The first thing new web designers usually figure out is that the web is all about compromise.

If they are coming from a print design background, they are handed a box of 216 crayons, a list of a half dozen available typefaces and a 72 dpi limit on image resolution. When the shock wears off and they get used to working within these web limitations, they encounter page weights, arbitrary standards support and CSS hacks.

If they are programmers, they learn that web servers were built to forget browsers after every single page visit and that many of the form controls they know and love — like combo boxes — aren’t available in HTML.

At last year’s GEL conference, Stuart Butterfield gave a fantastic presentation on constraints and their effects on creativity. He launched the 5k competition in 2000, challenging web developers to create the most innovative and stunning web sites — using files that totaled less than 5,120 bytes.

Butterfield explained that constraints can be found everywhere in music, architecture, poetry and design. Adding constraints to a project motivates artists to come up with more creative solutions to the design problem at hand. Extreme constraints like “48-hour filmmaking,” “three-day novel writing,” “Bush in 30 Seconds” and the 5k contest can lead artists to extreme creations.

Every new web design is the solution to a design problem that can be summed up in a series of constraint questions: Who is my audience? What am I trying to get them to do? How do I want them to feel about this site? What browsers and platforms are we targeting? Can I use Flash?

When Jeffrey Zeldman reviewed the 5k competition in an earlier ALA article, he found that “Limitations are the soil from which creativity grows.”

Fear solitary#section3

When you’re already serving a life sentence with no chance of parole, what else can they take away?

They can threaten to throw you into solitary confinement and strip away all human contact.

The Internet is all about being connected. That “plugged-in” feeling is addictive and panic attacks are what fill those empty spaces between opportunities to check email. For many of the people who spend their lives online blogging, chatting, emailing and building websites, the unwired life is not worth living.

The ultimate punishment is being disconnected.

Play to your own strengths#section4

Every week or two I get email from someone asking me how they can get ahead in the web business. I assume it’s because they’ve already written someone else, but they didn’t get a response quickly enough and some college admissions deadline is looming.

So I tell them this: Cheat. Stack the deck in your favor. Use your own unique skills to compete on the web.
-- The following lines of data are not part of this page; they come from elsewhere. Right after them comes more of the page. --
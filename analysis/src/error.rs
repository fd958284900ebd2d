use reelgraph_core::error::{ErrorCode, ReelgraphError};
use thiserror::Error;

#[derive(Error, Debug, Clone, PartialEq)]
pub enum AnalysisError {
    #[error("user not found: {0}")]
    UserNotFound(String),
    #[error("content not found: {0}")]
    ContentNotFound(String),
    #[error("invalid analysis parameter: {0}")]
    InvalidParameter(String),
    #[error("computation failed: {0}")]
    Computation(String),
}

impl ReelgraphError for AnalysisError {
    fn error_code(&self) -> ErrorCode {
        match self {
            AnalysisError::UserNotFound(_) | AnalysisError::ContentNotFound(_) => {
                ErrorCode::NotFound
            }
            AnalysisError::InvalidParameter(_) => ErrorCode::InvalidArgument,
            AnalysisError::Computation(_) => ErrorCode::Internal,
        }
    }
}
use crate::interaction::{InteractionAction, InteractionRecord};
use chrono::{DateTime, Utc};
use serde::{Deserialize, Serialize};
use serde_json::{Map, Value};
use std::fmt;

pub type NodeId = String;
pub type EdgeId = String;

#[derive(Debug, Clone, Copy, PartialEq, Eq, Hash, PartialOrd, Ord, Serialize, Deserialize)]
#[serde(rename_all = "SCREAMING_SNAKE_CASE")]
pub enum NodeKind {
    User,
    Video,
    Category,
    Creator,
    Topic,
    Trend,
    Music,
    Agent,
    Interaction,
}

impl NodeKind {
    pub const ALL: [NodeKind; 9] = [
        NodeKind::User,
        NodeKind::Video,
        NodeKind::Category,
        NodeKind::Creator,
        NodeKind::Topic,
        NodeKind::Trend,
        NodeKind::Music,
        NodeKind::Agent,
        NodeKind::Interaction,
    ];

    pub fn as_str(&self) -> &'static str {
        match self {
            NodeKind::User => "USER",
            NodeKind::Video => "VIDEO",
            NodeKind::Category => "CATEGORY",
            NodeKind::Creator => "CREATOR",
            NodeKind::Topic => "TOPIC",
            NodeKind::Trend => "TREND",
            NodeKind::Music => "MUSIC",
            NodeKind::Agent => "AGENT",
            NodeKind::Interaction => "INTERACTION",
        }
    }
}

impl fmt::Display for NodeKind {
    fn fmt(&self, f: &mut fmt::Formatter<'_>) -> fmt::Result {
        f.write_str(self.as_str())
    }
}

#[derive(Debug, Clone, Copy, PartialEq, Eq, Hash, PartialOrd, Ord, Serialize, Deserialize)]
#[serde(rename_all = "SCREAMING_SNAKE_CASE")]
pub enum EdgeKind {
    Viewed,
    Liked,
    Created,
    BelongsTo,
    RelatedTo,
    InteractedWith,
    Follows,
    CommentedOn,
    Shared,
    Uses,
    SimilarTo,
    InspiredBy,
}

impl EdgeKind {
    pub const ALL: [EdgeKind; 12] = [
        EdgeKind::Viewed,
        EdgeKind::Liked,
        EdgeKind::Created,
        EdgeKind::BelongsTo,
        EdgeKind::RelatedTo,
        EdgeKind::InteractedWith,
        EdgeKind::Follows,
        EdgeKind::CommentedOn,
        EdgeKind::Shared,
        EdgeKind::Uses,
        EdgeKind::SimilarTo,
        EdgeKind::InspiredBy,
    ];

    pub fn as_str(&self) -> &'static str {
        match self {
            EdgeKind::Viewed => "VIEWED",
            EdgeKind::Liked => "LIKED",
            EdgeKind::Created => "CREATED",
            EdgeKind::BelongsTo => "BELONGS_TO",
            EdgeKind::RelatedTo => "RELATED_TO",
            EdgeKind::InteractedWith => "INTERACTED_WITH",
            EdgeKind::Follows => "FOLLOWS",
            EdgeKind::CommentedOn => "COMMENTED_ON",
            EdgeKind::Shared => "SHARED",
            EdgeKind::Uses => "USES",
            EdgeKind::SimilarTo => "SIMILAR_TO",
            EdgeKind::InspiredBy => "INSPIRED_BY",
        }
    }

    /// Edge kind recorded for a user action on a video.
    pub fn for_action(action: InteractionAction) -> Self {
        match action {
            InteractionAction::View => EdgeKind::Viewed,
            InteractionAction::Like => EdgeKind::Liked,
            InteractionAction::Comment => EdgeKind::CommentedOn,
            InteractionAction::Share => EdgeKind::Shared,
            InteractionAction::Follow => EdgeKind::Follows,
            InteractionAction::Skip => EdgeKind::InteractedWith,
        }
    }
}

impl fmt::Display for EdgeKind {
    fn fmt(&self, f: &mut fmt::Formatter<'_>) -> fmt::Result {
        f.write_str(self.as_str())
    }
}

/// Known node properties. Anything open-ended lands in `extra`.
#[derive(Debug, Clone, PartialEq, Serialize, Deserialize, Default)]
#[serde(rename_all = "camelCase")]
pub struct NodeProperties {
    #[serde(default, skip_serializing_if = "Option::is_none")]
    pub name: Option<String>,
    #[serde(default, skip_serializing_if = "Option::is_none")]
    pub title: Option<String>,
    #[serde(default, skip_serializing_if = "Option::is_none")]
    pub category: Option<String>,
    #[serde(default, skip_serializing_if = "Option::is_none")]
    pub creator: Option<String>,
    /// Content length in seconds.
    #[serde(default, skip_serializing_if = "Option::is_none")]
    pub duration: Option<f64>,
    #[serde(default, skip_serializing_if = "Vec::is_empty")]
    pub topics: Vec<String>,
    #[serde(default, skip_serializing_if = "Vec::is_empty")]
    pub tags: Vec<String>,
    #[serde(default, skip_serializing_if = "Vec::is_empty")]
    pub interactions: Vec<InteractionRecord>,
    #[serde(flatten)]
    pub extra: Map<String, Value>,
}

impl NodeProperties {
    pub fn named(name: impl Into<String>) -> Self {
        Self {
            name: Some(name.into()),
            ..Self::default()
        }
    }

    pub fn with_category(mut self, category: impl Into<String>) -> Self {
        self.category = Some(category.into());
        self
    }

    pub fn with_creator(mut self, creator: impl Into<String>) -> Self {
        self.creator = Some(creator.into());
        self
    }

    pub fn with_duration(mut self, seconds: f64) -> Self {
        self.duration = Some(seconds);
        self
    }

    pub fn with_extra(mut self, key: impl Into<String>, value: Value) -> Self {
        self.extra.insert(key.into(), value);
        self
    }

    /// Merge a patch into these properties.
    ///
    /// Scalars present in the patch replace stored values, non-empty lists
    /// replace stored lists, interaction history is appended and `extra` is
    /// merged key by key.
    pub fn merge(&mut self, patch: NodeProperties) {
        if patch.name.is_some() {
            self.name = patch.name;
        }
        if patch.title.is_some() {
            self.title = patch.title;
        }
        if patch.category.is_some() {
            self.category = patch.category;
        }
        if patch.creator.is_some() {
            self.creator = patch.creator;
        }
        if patch.duration.is_some() {
            self.duration = patch.duration;
        }
        if !patch.topics.is_empty() {
            self.topics = patch.topics;
        }
        if !patch.tags.is_empty() {
            self.tags = patch.tags;
        }
        self.interactions.extend(patch.interactions);
        self.extra.extend(patch.extra);
    }
}

#[derive(Debug, Clone, PartialEq, Serialize, Deserialize, Default)]
#[serde(rename_all = "camelCase")]
pub struct EdgeProperties {
    #[serde(default, skip_serializing_if = "Option::is_none")]
    pub action: Option<InteractionAction>,
    #[serde(default, skip_serializing_if = "Option::is_none")]
    pub duration: Option<f64>,
    #[serde(default, skip_serializing_if = "Option::is_none")]
    pub timestamp: Option<DateTime<Utc>>,
    /// Caller-supplied interaction metadata. Kept nested so its keys never
    /// shadow the typed fields.
    #[serde(default, skip_serializing_if = "Map::is_empty")]
    pub metadata: Map<String, Value>,
    #[serde(flatten)]
    pub extra: Map<String, Value>,
}

impl EdgeProperties {
    pub fn merge(&mut self, patch: EdgeProperties) {
        if patch.action.is_some() {
            self.action = patch.action;
        }
        if patch.duration.is_some() {
            self.duration = patch.duration;
        }
        if patch.timestamp.is_some() {
            self.timestamp = patch.timestamp;
        }
        self.metadata.extend(patch.metadata);
        self.extra.extend(patch.extra);
    }
}

#[derive(Debug, Clone, PartialEq, Serialize, Deserialize)]
#[serde(rename_all = "camelCase")]
pub struct Node {
    pub id: NodeId,
    #[serde(rename = "type")]
    pub kind: NodeKind,
    #[serde(default)]
    pub properties: NodeProperties,
    #[serde(default, skip_serializing_if = "Option::is_none")]
    pub embeddings: Option<Vec<f32>>,
    pub created_at: DateTime<Utc>,
    pub updated_at: DateTime<Utc>,
}

impl Node {
    pub fn new(id: impl Into<NodeId>, kind: NodeKind) -> Self {
        let now = Utc::now();
        Self {
            id: id.into(),
            kind,
            properties: NodeProperties::default(),
            embeddings: None,
            created_at: now,
            updated_at: now,
        }
    }

    pub fn with_properties(mut self, properties: NodeProperties) -> Self {
        self.properties = properties;
        self
    }

    pub fn with_embeddings(mut self, embeddings: Vec<f32>) -> Self {
        self.embeddings = Some(embeddings);
        self
    }

    /// Pin both timestamps, e.g. when materializing a node from an event.
    pub fn with_created_at(mut self, at: DateTime<Utc>) -> Self {
        self.created_at = at;
        self.updated_at = at;
        self
    }

    /// Display label: `name`, then `title`, then the id.
    pub fn label(&self) -> &str {
        self.properties
            .name
            .as_deref()
            .or(self.properties.title.as_deref())
            .unwrap_or(&self.id)
    }
}

#[derive(Debug, Clone, PartialEq, Serialize, Deserialize)]
#[serde(rename_all = "camelCase")]
pub struct Edge {
    pub id: EdgeId,
    #[serde(rename = "type")]
    pub kind: EdgeKind,
    pub source: NodeId,
    pub target: NodeId,
    pub weight: f64,
    #[serde(default)]
    pub properties: EdgeProperties,
    pub created_at: DateTime<Utc>,
    pub updated_at: DateTime<Utc>,
}

impl Edge {
    pub fn new(
        id: impl Into<EdgeId>,
        kind: EdgeKind,
        source: impl Into<NodeId>,
        target: impl Into<NodeId>,
        weight: f64,
    ) -> Self {
        let now = Utc::now();
        Self {
            id: id.into(),
            kind,
            source: source.into(),
            target: target.into(),
            weight,
            properties: EdgeProperties::default(),
            created_at: now,
            updated_at: now,
        }
    }

    pub fn with_properties(mut self, properties: EdgeProperties) -> Self {
        self.properties = properties;
        self
    }

    pub fn with_created_at(mut self, at: DateTime<Utc>) -> Self {
        self.created_at = at;
        self.updated_at = at;
        self
    }
}

#[cfg(test)]
mod tests {
    use super::*;
    use serde_json::json;

    #[test]
    fn test_node_kind_serializes_screaming_snake() {
        let raw = serde_json::to_string(&EdgeKind::BelongsTo).unwrap();
        assert_eq!(raw, "\"BELONGS_TO\"");
        assert_eq!(EdgeKind::InspiredBy.to_string(), "INSPIRED_BY");
    }

    #[test]
    fn test_properties_merge_keeps_unpatched_fields() {
        let mut props = NodeProperties::named("Cat video")
            .with_category("Comedy")
            .with_extra("lang", json!("en"));
        props.merge(
            NodeProperties::default()
                .with_creator("creator-1")
                .with_extra("hd", json!(true)),
        );

        assert_eq!(props.name.as_deref(), Some("Cat video"));
        assert_eq!(props.category.as_deref(), Some("Comedy"));
        assert_eq!(props.creator.as_deref(), Some("creator-1"));
        assert_eq!(props.extra.len(), 2);
    }

    #[test]
    fn test_unknown_property_keys_land_in_extra() {
        let props: NodeProperties =
            serde_json::from_value(json!({"category": "Music", "bpm": 120})).unwrap();
        assert_eq!(props.category.as_deref(), Some("Music"));
        assert_eq!(props.extra.get("bpm"), Some(&json!(120)));
    }

    #[test]
    fn test_edge_metadata_does_not_shadow_typed_fields() {
        let mut metadata = Map::new();
        metadata.insert("duration".to_string(), json!("long"));
        let props = EdgeProperties {
            duration: Some(12.0),
            metadata,
            ..EdgeProperties::default()
        };

        let encoded = serde_json::to_value(&props).unwrap();
        assert_eq!(encoded["duration"], json!(12.0));
        assert_eq!(encoded["metadata"]["duration"], json!("long"));

        let decoded: EdgeProperties = serde_json::from_value(encoded).unwrap();
        assert_eq!(decoded, props);
    }
}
If you’re a shoe salesperson and you want to break into the web game, don’t start out as a novice Java developer competing with expert Java developers. Unless you have some latent mutant ability that will help you scale Java’s steep learning curves, you’ll be crushed. Instead, take on a sales role for a small web shop somewhere and pick the brains of the rest of the team to get up to speed on what can and can’t be done on the web.

Don’t start out on the bottom. Start out as high up as you can and make lateral career moves.

I’ll never be the best artist or the best programmer in a room full of web designers, but I’m pretty well rounded. So if I’m competing with creative people, I try to beat them technically. Likewise, if I’m competing with technical people, I do my best to pound them on the creative side.

In Oz, the people who rose to power were the ones who made the best use of their unique talents and attributes.

Give away free samples until your users are hooked#section5

Whether it’s heroin in Oz or a never-ending parade of CD-ROMs offering 61,034.8 free hours of AOL 9.0, nothing lowers a consumer’s resistance to trying something new like getting a free sample. Not surprisingly, canceling your free trial subscription to an online service usually involves completing a 12-step program.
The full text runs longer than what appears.